Bed and Breakfast
What do the words Bed and Breakfast mean at San Geronimo Lodge? Bed means that we are committed to the highest quality beds—new “Denver” Eurotop Mattresses, new high thread-count linens and attractive new bed-skirts, spreads and shams. Breakfast means fresh roasted top quality coffee and a yummy assortment of entrées, fruits and extras.
Guests at our New Mexico bed and breakfast inn rave about our breakfasts…and you are welcome to all you want. Breakfast is included in your room rate. Full, hot breakfasts are served from 7:30 to 9 a.m.
Typical breakfast menus
Green chile strata, poppy-seed muffins, fruit*
Blue-corn blueberry pancakes, baked egg, fine pepper bacon, fruit*
Scrambled eggs, French Toast, maple sausage, fruit.
Spinach frittata, apricot scones, sausage, fruit*
Breakfast burritos, homemade salsa, morning glory muffins, fruit*
Omelette with with your choice of cheese, bacon, mushrooms, peppers,
onions, garlic, spinach and cilantro, waffle, fruit*
*All breakfasts include a medley of 5 to 7 different fresh-cut fruits, melons and berries. In season we may serve organic apricots and sliced pears from our trees.
Special Diets: The Lodge keeps Rice Milk, Vegan spreads, Gluten free cereals and pancake mixes on hand. Please let us know at least 48 hours in advance if you have dietary limitations or allergies.
Breakfast Music. Charles usually plays the piano during breakfast, always sweet, sometimes upbeat. Occasionally guests will join in. If you can sing and carry the melody, Charles will sing harmony.“Special place. The wait staff in the breakfast room were so caring. The dogs, the piano, (thanks Charles) and the friendly atmosphere made us feel so much at home.” —Art & Chrystie, Tulsa, 7/21/09
Continental Breakfast. Coffee is available by 6:15 a.m. We use the finest coffee (Peets or equivalent) and we brew it strong. A variety of teas are available: classic black English Breakfast Tea and Earl Gray to Celestial Seasonings herbal and green teas. You can toast white, whole wheat, or raisin bread, or English muffins with a selection of jams and butter. Yogurt on ice is always set out, as well as a variety of dry breakfast cereals, whole milk, 2 percent milk, and half-and-half. Ice is set out with orange juice, and cran-raspberry juice. These “Continental Breakfast” items are available buffet-style from 6:15 to 9:00 a.m. and you may enjoy them by themselves, or in addition to the full breakfast, which is served at your table from 7:30 to 9 a.m.
Home-made jam and chutney.
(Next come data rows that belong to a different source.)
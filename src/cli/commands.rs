//! Implementations of the `harvester` subcommands

use crate::adapter::{AdapterRegistry, LoginResult, MOCK_VERIFICATION_CODE, MockPlatformAdapter};
use crate::cli::args::*;
use crate::config::{ConfigLayer, ConfigResolver, Platform, ServiceSettings, SettingsDiscovery};
use crate::cookies::CookieCache;
use crate::env;
use crate::login::{
    LoginRequest, LoginSession, LoginSessionManager, LoginSignal, LoginState, LoginType,
};
use crate::task::{LoggingEventHandler, TaskOrchestrator, TaskRequest, TaskStatus};
use anyhow::{Context, Result, anyhow, bail};
use std::io::Read;
use std::path::Path;
use std::sync::Arc;
use std::time::Duration;
use tracing::info;

/// Load settings from an explicit file or the discovery hierarchy
pub fn load_settings(path: Option<&Path>) -> Result<ServiceSettings> {
    match path {
        Some(path) => {
            info!("Loading settings from: {:?}", path);
            let mut settings = ServiceSettings::from_toml_file(path)?;
            settings.apply_process_env()?;
            Ok(settings)
        }
        None => SettingsDiscovery::discover(),
    }
}

pub async fn run(args: Args) -> Result<()> {
    let explicit = args.config.as_deref();
    match args.command {
        Commands::Config { action } => run_config(action, explicit),
        Commands::Platforms { json } => list_platforms(&load_settings(explicit)?, json),
        Commands::Resolve { file } => resolve_request(&load_settings(explicit)?, &file),
        Commands::Simulate {
            platform,
            task_type,
            ids,
            max_count,
            items,
            comments,
            latency_ms,
            with_delay,
        } => {
            let mut request = match task_type {
                SimulatedTaskType::Search => TaskRequest::search(&platform, ids),
                SimulatedTaskType::Detail => TaskRequest::detail(&platform, ids),
                SimulatedTaskType::Creator => TaskRequest::creator(&platform, ids),
            };
            request.max_count = max_count;
            if !with_delay {
                request.config = Some(ConfigLayer {
                    delay_range: Some(vec![0, 0]),
                    ..Default::default()
                });
            }
            let collector = SimulatedCollector {
                items,
                comments,
                latency: Duration::from_millis(latency_ms),
            };
            simulate_task(&load_settings(explicit)?, request, collector).await
        }
        Commands::Login {
            platform,
            login_type,
            phone,
            code,
            cookie,
        } => {
            let inputs = LoginInputs {
                phone,
                code,
                cookie,
            };
            simulate_login(&load_settings(explicit)?, platform, login_type, inputs).await
        }
        Commands::Cookies { action } => manage_cookies(&load_settings(explicit)?, action).await,
    }
}

fn run_config(action: ConfigAction, explicit: Option<&Path>) -> Result<()> {
    match action {
        ConfigAction::Init { path } => {
            let path = match path {
                Some(path) => path,
                None => env::local_config_file_path(
                    &std::env::current_dir().context("Failed to read current directory")?,
                ),
            };
            if SettingsDiscovery::write_default(&path)? {
                println!("Created settings file: {}", path.display());
            } else {
                println!("Settings file already exists: {}", path.display());
            }
            Ok(())
        }
        ConfigAction::Show => {
            SettingsDiscovery::show_discovery_info();
            let settings = load_settings(explicit)?;
            println!();
            println!("{}", settings.to_toml_string()?);
            Ok(())
        }
    }
}

fn list_platforms(settings: &ServiceSettings, json: bool) -> Result<()> {
    let platforms = ConfigResolver::from_settings(settings).platforms();
    if json {
        println!("{}", serde_json::to_string_pretty(&platforms)?);
        return Ok(());
    }

    println!("{:<10} {:<10} {:<8} {:<12} timeout", "code", "name", "delay", "max_comments");
    for profile in platforms {
        println!(
            "{:<10} {:<10} {:<8} {:<12} {}s",
            profile.platform.as_str(),
            profile.name,
            format!("{}-{}s", profile.delay_range[0], profile.delay_range[1]),
            profile.max_comments,
            profile.timeout_secs
        );
    }
    Ok(())
}

fn resolve_request(settings: &ServiceSettings, file: &Path) -> Result<()> {
    let content = if file == Path::new("-") {
        let mut buffer = String::new();
        std::io::stdin()
            .read_to_string(&mut buffer)
            .context("Failed to read request from stdin")?;
        buffer
    } else {
        std::fs::read_to_string(file)
            .with_context(|| format!("Failed to read request file {:?}", file))?
    };
    let request: TaskRequest =
        serde_json::from_str(&content).context("Failed to parse task request JSON")?;

    match ConfigResolver::from_settings(settings).resolve_task(&request) {
        Ok(parameters) => {
            println!("{}", serde_json::to_string_pretty(&parameters)?);
            Ok(())
        }
        Err(errors) => {
            for error in errors.as_slice() {
                eprintln!("  {}", error);
            }
            bail!("request is invalid ({} violations)", errors.len())
        }
    }
}

struct SimulatedCollector {
    items: u32,
    comments: u32,
    latency: Duration,
}

async fn simulate_task(
    settings: &ServiceSettings,
    request: TaskRequest,
    collector: SimulatedCollector,
) -> Result<()> {
    let platform: Platform = request.platform.parse().map_err(|e: String| anyhow!(e))?;
    let adapter = MockPlatformAdapter::new(platform)
        .with_items_per_source(collector.items)
        .with_comments(collector.comments)
        .with_latency(collector.latency);

    let orchestrator = TaskOrchestrator::builder()
        .settings(settings)
        .adapter(Arc::new(adapter))
        .event_handler(Box::new(LoggingEventHandler))
        .build();

    let task_id = match orchestrator.create_task(request).await {
        Ok(id) => id,
        Err(e) => {
            for error in e.field_errors() {
                eprintln!("  {}", error);
            }
            return Err(e.into());
        }
    };
    println!("Task {} created", task_id);

    let limit = Duration::from_secs(orchestrator.config().task_timeout_secs + 5);
    let snapshot = orchestrator.wait_for_completion(task_id, limit).await?;

    let result = orchestrator
        .get_result(task_id)
        .await?
        .into_result()
        .ok_or_else(|| anyhow!("task {} has no result", task_id))?;
    println!(
        "Task {} {}: {} records, {} errors",
        task_id, snapshot.status, result.data_count, result.error_count
    );
    for error in &result.errors {
        println!("  error: {}", error);
    }

    orchestrator.shutdown().await;
    if snapshot.status != TaskStatus::Completed {
        bail!("{}", result.message);
    }
    Ok(())
}

struct LoginInputs {
    phone: Option<String>,
    code: Option<String>,
    cookie: Option<String>,
}

async fn simulate_login(
    settings: &ServiceSettings,
    platform: Platform,
    login_type: LoginType,
    inputs: LoginInputs,
) -> Result<()> {
    let adapter = MockPlatformAdapter::new(platform).with_poll_script(vec![
        LoginResult::Pending,
        LoginResult::Scanned,
        LoginResult::Authenticated {
            cookies: format!("{}_session=simulated", platform.short_code()),
        },
    ]);
    let cookies = CookieCache::from_config(&settings.cookies).map(Arc::new);
    let manager = LoginSessionManager::new(
        settings.login.clone(),
        AdapterRegistry::new().with(Arc::new(adapter)),
        cookies,
    );

    let task_id = format!("cli-{}", uuid::Uuid::new_v4().simple());
    let mut request = LoginRequest::new(task_id.clone(), platform.as_str(), login_type);
    request.cookie = inputs.cookie;

    let session = manager.create_session(request).await?;
    print_session(&session);

    let last = match login_type {
        LoginType::Cookie => session,
        LoginType::Phone => {
            let phone = inputs
                .phone
                .ok_or_else(|| anyhow!("phone logins need --phone"))?;
            let session = manager.submit_input(&task_id, &phone).await?;
            print_session(&session);
            let code = inputs
                .code
                .unwrap_or_else(|| MOCK_VERIFICATION_CODE.to_string());
            manager.submit_input(&task_id, &code).await?
        }
        LoginType::Qrcode => {
            if !settings.login.monitor_qrcode {
                manager.apply_signal(&task_id, LoginSignal::Scanned).await?;
            }
            wait_for_terminal(&manager, &task_id).await?
        }
    };
    print_session(&last);

    if last.state.is_terminal() && last.state != LoginState::Success {
        bail!("login ended in {}: {}", last.state, last.message);
    }
    Ok(())
}

async fn wait_for_terminal(manager: &LoginSessionManager, task_id: &str) -> Result<LoginSession> {
    let mut last_state = None;
    loop {
        let session = manager.get_status(task_id).await?;
        if last_state != Some(session.state) {
            print_session(&session);
            last_state = Some(session.state);
        }
        if session.state.is_terminal() {
            return Ok(session);
        }
        if !manager.config().monitor_qrcode {
            return manager
                .apply_signal(
                    task_id,
                    LoginSignal::Authenticated {
                        cookies: "session=simulated".to_string(),
                    },
                )
                .await
                .map_err(Into::into);
        }
        tokio::time::sleep(Duration::from_millis(200)).await;
    }
}

fn print_session(session: &LoginSession) {
    println!(
        "[{}] {} ({}s left): {}",
        session.task_id,
        session.state,
        session.remaining_secs(),
        session.message
    );
}

async fn manage_cookies(settings: &ServiceSettings, action: CookieAction) -> Result<()> {
    let cache = CookieCache::from_config(&settings.cookies)
        .ok_or_else(|| anyhow!("the cookie cache is disabled in the settings"))?;

    match action {
        CookieAction::List => {
            println!("Cookie cache: {}", cache.dir().display());
            for status in cache.status().await? {
                let saved = status
                    .saved_at
                    .map(|t| t.to_rfc3339())
                    .unwrap_or_else(|| "-".to_string());
                println!(
                    "  {:<10} cached={:<5} valid={:<5} saved_at={}",
                    status.platform.as_str(),
                    status.cached,
                    status.valid,
                    saved
                );
            }
        }
        CookieAction::Clear { platform } => {
            let removed = cache.clear(platform).await?;
            println!("Removed {} cookie files", removed);
        }
    }
    Ok(())
}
San Geronimo has about ten apricot trees, one apple tree, and one very prolific 30-foot tall pear tree on the property. From these fruit, Charles makes pear chutney, apricot jam and apricot chipotle barbecue sauce. Try some on your toast or muffin.“Our room was very nice. Such a peaceful place the the blue corn pancakes are to die for! Loved every minute of our stay!” —Tris & Jesse, Colorado, 7/19/09
Special Dietary Needs. San Geronimo will gladly accommodate special diets, so long as we are given advance notice.
-----------------------------------------------Souvenirs. Your morning coffee or tea will be served in attractive San Geronimo mugs. These are available for purchase in white or brown for $7.00. You can also take home a San Geronimo water bottle for $14.00 or an insulated travel cup for $19.00 tax included.
Water. All rooms have tap water that is pure well water and tastes great. The same pure well water is served at breakfast. If you prefer, chilled bottled water is available for $1.00 per bottle.
Sodas, Snacks and Ice. As a service to our guests, a variety of snacks, microwave popcorn, sodas and bottled water are available for $1.00 each. We use the honor system. You can put the money in the basket or pay at checkout.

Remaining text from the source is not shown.